### Exercise instructions
Return every line below exactly, leaving nothing out.

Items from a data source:
struct MetricJob {
    driver: String,
    metric: MetricDesc,
    datasources: Vec<DataSource>,
}

struct Inner {
    jobs: Vec<Arc<MetricJob>>,
    registry: DriverRegistry,
    renderer: TemplateRenderer,
    projector: Projector,
    recorder: ScrapeRecorder,
    clock: Clock,
    lock: Mutex<()>,
}

/// Scrapes the configured metrics.
///
/// Cheap to clone. Concurrent calls to [`Collector::collect`] are serialized.
#[derive(Clone)]
pub struct Collector {
    inner: Arc<Inner>,
}

impl Collector {
    /// Creates a collector for a validated configuration.
    pub fn new(namespace: &str, config: &Config, registry: DriverRegistry) -> Self {
        Self::with_clock(namespace, config, registry, Clock::new())
    }

    /// Creates a collector timing scrapes with the given clock.
    pub fn with_clock(namespace: &str, config: &Config, registry: DriverRegistry, clock: Clock) -> Self {
        let jobs = config
            .aggregations
            .iter()
            .flat_map(|(driver, metrics)| {
                metrics.iter().map(move |metric| {
                    Arc::new(MetricJob {
                        driver: driver.clone(),
                        metric: metric.desc.clone(),
                        datasources: metric.datasources.clone(),
                    })
                })
            })
            .collect();

        Collector {
            inner: Arc::new(Inner {
                jobs,
                registry,
                renderer: TemplateRenderer::new(),
                projector: Projector::new(namespace),
                recorder: ScrapeRecorder::new(namespace),
                clock,
                lock: Mutex::new(()),
            }),
        }
    }

    /// Driver kinds used by the configuration that have no registered driver.
    pub fn missing_drivers(&self) -> Vec<&str> {
        let mut missing = self
            .inner
            .jobs
            .iter()
            .map(|job| job.driver.as_str())
            .filter(|driver| !self.inner.registry.contains(driver))
            .collect::<Vec<_>>();
        missing.sort_unstable();
        missing.dedup();
        missing
    }

    /// The scrape counters.
    pub fn recorder(&self) -> &ScrapeRecorder {
        &self.inner.recorder
    }

    /// Runs one scrape, sending every sample to `tx`.
    ///
    /// Returns once every group finished.
    ///
    /// # Errors
    ///
    /// Returns the first hard failure among all groups. Every other group still runs to the end.
    pub async fn collect(&self, tx: UnboundedSender<Sample>) -> Result<(), ScrapeError> {
        let _guard = self.inner.lock.lock().await;

        let mut groups = JoinSet::new();
        for job in &self.inner.jobs {
            groups.spawn(run_group(self.inner.clone(), job.clone(), tx.clone()));
        }
        drop(tx);

        let mut result = Ok(());
        while let Some(joined) = groups.join_next().await {
            match joined {
                Ok(Ok(())) => {}
                Ok(Err(e)) => {
                    if result.is_ok() {
                        result = Err(e);
                    }
                }
                Err(e) => error!(error = %e, "scrape group task failed"),
            }
        }
        result
    }

    /// Runs one scrape and gathers its samples, followed by the current scrape counters.
    pub async fn scrape(&self) -> Scrape {
        let (tx, mut rx) = unbounded_channel();
        let result = self.collect(tx).await;

        let mut samples = Vec::new();
        while let Ok(sample) = rx.try_recv() {
            samples.push(sample);
        }
        samples.extend(self.inner.recorder.samples());

        Scrape { samples, result }
    }
}

async fn run_group(
    inner: Arc<Inner>,
    job: Arc<MetricJob>,
    tx: UnboundedSender<Sample>,
) -> Result<(), ScrapeError> {
    let start = inner.clock.now();

    let mut units = JoinSet::new();
    for index in 0..job.datasources.len() {
        let span = info_span!(
            "unit",
            driver = %job.driver,
            metric = %job.metric,
            datasource = %job.datasources[index]
        );
        units.spawn(run_unit(inner.clone(), job.clone(), index, tx.clone()).instrument(span));
    }

    let mut degraded = false;
    let mut failure = None;
    while let Some(joined) = units.join_next().await {
        let outcome = match joined {
            Ok(outcome) => outcome,
            Err(e) if e.is_cancelled() => continue,
            Err(e) => Err(UnitError::Panicked(e.to_string())),
        };
        match outcome {
            Ok(UnitStatus::Complete) => {}
            Ok(UnitStatus::Degraded) => degraded = true,
            Err(e) if failure.is_none() => {
                units.abort_all();
                failure = Some(e);
            }
            Err(e) => debug!(error = %e, "dropping further failure of aborted group"),
        }
    }

    let elapsed = inner.clock.now().duration_since(start);
    let _ = tx.send(inner.recorder.duration_sample(&job.driver, &job.metric.name, elapsed));
    inner.recorder.increment(&job.driver, &job.metric.name, failure.is_none() && !degraded);

    match failure {
        None => Ok(()),
        Some(source) => {
            error!(driver = %job.driver, metric = %job.metric, error = %source, "failed to process");
            Err(ScrapeError { driver: job.driver.clone(), metric: job.metric.name.clone(), source })
        }
    }
}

### Answer space
struct MetricJob {
    driver: String,
    metric: MetricDesc,
    datasources: Vec<DataSource>,
}

struct Inner {
    jobs: Vec<Arc<MetricJob>>,
    registry: DriverRegistry,
    renderer: TemplateRenderer,
    projector: Projector,
    recorder: ScrapeRecorder,
    clock: Clock,
    lock: Mutex<()>,
}

/// Scrapes the configured metrics.
///
/// Cheap to clone. Concurrent calls to [`Collector::collect`] are serialized.
#[derive(Clone)]
pub struct Collector {
    inner: Arc<Inner>,
}

impl Collector {
    /// Creates a collector for a validated configuration.
    pub fn new(namespace: &str, config: &Config, registry: DriverRegistry) -> Self {
        Self::with_clock(namespace, config, registry, Clock::new())
    }

    /// Creates a collector timing scrapes with the given clock.
    pub fn with_clock(namespace: &str, config: &Config, registry: DriverRegistry, clock: Clock) -> Self {
        let jobs = config
            .aggregations
            .iter()
            .flat_map(|(driver, metrics)| {
                metrics.iter().map(move |metric| {
                    Arc::new(MetricJob {
                        driver: driver.clone(),
                        metric: metric.desc.clone(),
                        datasources: metric.datasources.clone(),
                    })
                })
            })
            .collect();

        Collector {
            inner: Arc::new(Inner {
                jobs,
                registry,
                renderer: TemplateRenderer::new(),
                projector: Projector::new(namespace),
                recorder: ScrapeRecorder::new(namespace),
                clock,
                lock: Mutex::new(()),
            }),
        }
    }

    /// Driver kinds used by the configuration that have no registered driver.
    pub fn missing_drivers(&self) -> Vec<&str> {
        let mut missing = self
            .inner
            .jobs
            .iter()
            .map(|job| job.driver.as_str())
            .filter(|driver| !self.inner.registry.contains(driver))
            .collect::<Vec<_>>();
        missing.sort_unstable();
        missing.dedup();
        missing
    }

    /// The scrape counters.
    pub fn recorder(&self) -> &ScrapeRecorder {
        &self.inner.recorder
    }

    /// Runs one scrape, sending every sample to `tx`.
    ///
    /// Returns once every group finished.
    ///
    /// # Errors
    ///
    /// Returns the first hard failure among all groups. Every other group still runs to the end.
    pub async fn collect(&self, tx: UnboundedSender<Sample>) -> Result<(), ScrapeError> {
        let _guard = self.inner.lock.lock().await;

        let mut groups = JoinSet::new();
        for job in &self.inner.jobs {
            groups.spawn(run_group(self.inner.clone(), job.clone(), tx.clone()));
        }
        drop(tx);

        let mut result = Ok(());
        while let Some(joined) = groups.join_next().await {
            match joined {
                Ok(Ok(())) => {}
                Ok(Err(e)) => {
                    if result.is_ok() {
                        result = Err(e);
                    }
                }
                Err(e) => error!(error = %e, "scrape group task failed"),
            }
        }
        result
    }

    /// Runs one scrape and gathers its samples, followed by the current scrape counters.
    pub async fn scrape(&self) -> Scrape {
        let (tx, mut rx) = unbounded_channel();
        let result = self.collect(tx).await;

        let mut samples = Vec::new();
        while let Ok(sample) = rx.try_recv() {
            samples.push(sample);
        }
        samples.extend(self.inner.recorder.samples());

        Scrape { samples, result }
    }
}

async fn run_group(
    inner: Arc<Inner>,
    job: Arc<MetricJob>,
    tx: UnboundedSender<Sample>,
) -> Result<(), ScrapeError> {
    let start = inner.clock.now();

    let mut units = JoinSet::new();
    for index in 0..job.datasources.len() {
        let span = info_span!(
            "unit",
            driver = %job.driver,
            metric = %job.metric,
            datasource = %job.datasources[index]
        );
        units.spawn(run_unit(inner.clone(), job.clone(), index, tx.clone()).instrument(span));
    }

    let mut degraded = false;
    let mut failure = None;
    while let Some(joined) = units.join_next().await {
        let outcome = match joined {
            Ok(outcome) => outcome,
            Err(e) if e.is_cancelled() => continue,
            Err(e) => Err(UnitError::Panicked(e.to_string())),
        };
        match outcome {
            Ok(UnitStatus::Complete) => {}
            Ok(UnitStatus::Degraded) => degraded = true,
            Err(e) if failure.is_none() => {
                units.abort_all();
                failure = Some(e);
            }
            Err(e) => debug!(error = %e, "dropping further failure of aborted group"),
        }
    }

    let elapsed = inner.clock.now().duration_since(start);
    let _ = tx.send(inner.recorder.duration_sample(&job.driver, &job.metric.name, elapsed));
    inner.recorder.increment(&job.driver, &job.metric.name, failure.is_none() && !degraded);

    match failure {
        None => Ok(()),
        Some(source) => {
            error!(driver = %job.driver, metric = %job.metric, error = %source, "failed to process");
            Err(ScrapeError { driver: job.driver.clone(), metric: job.metric.name.clone(), source })
        }
    }
}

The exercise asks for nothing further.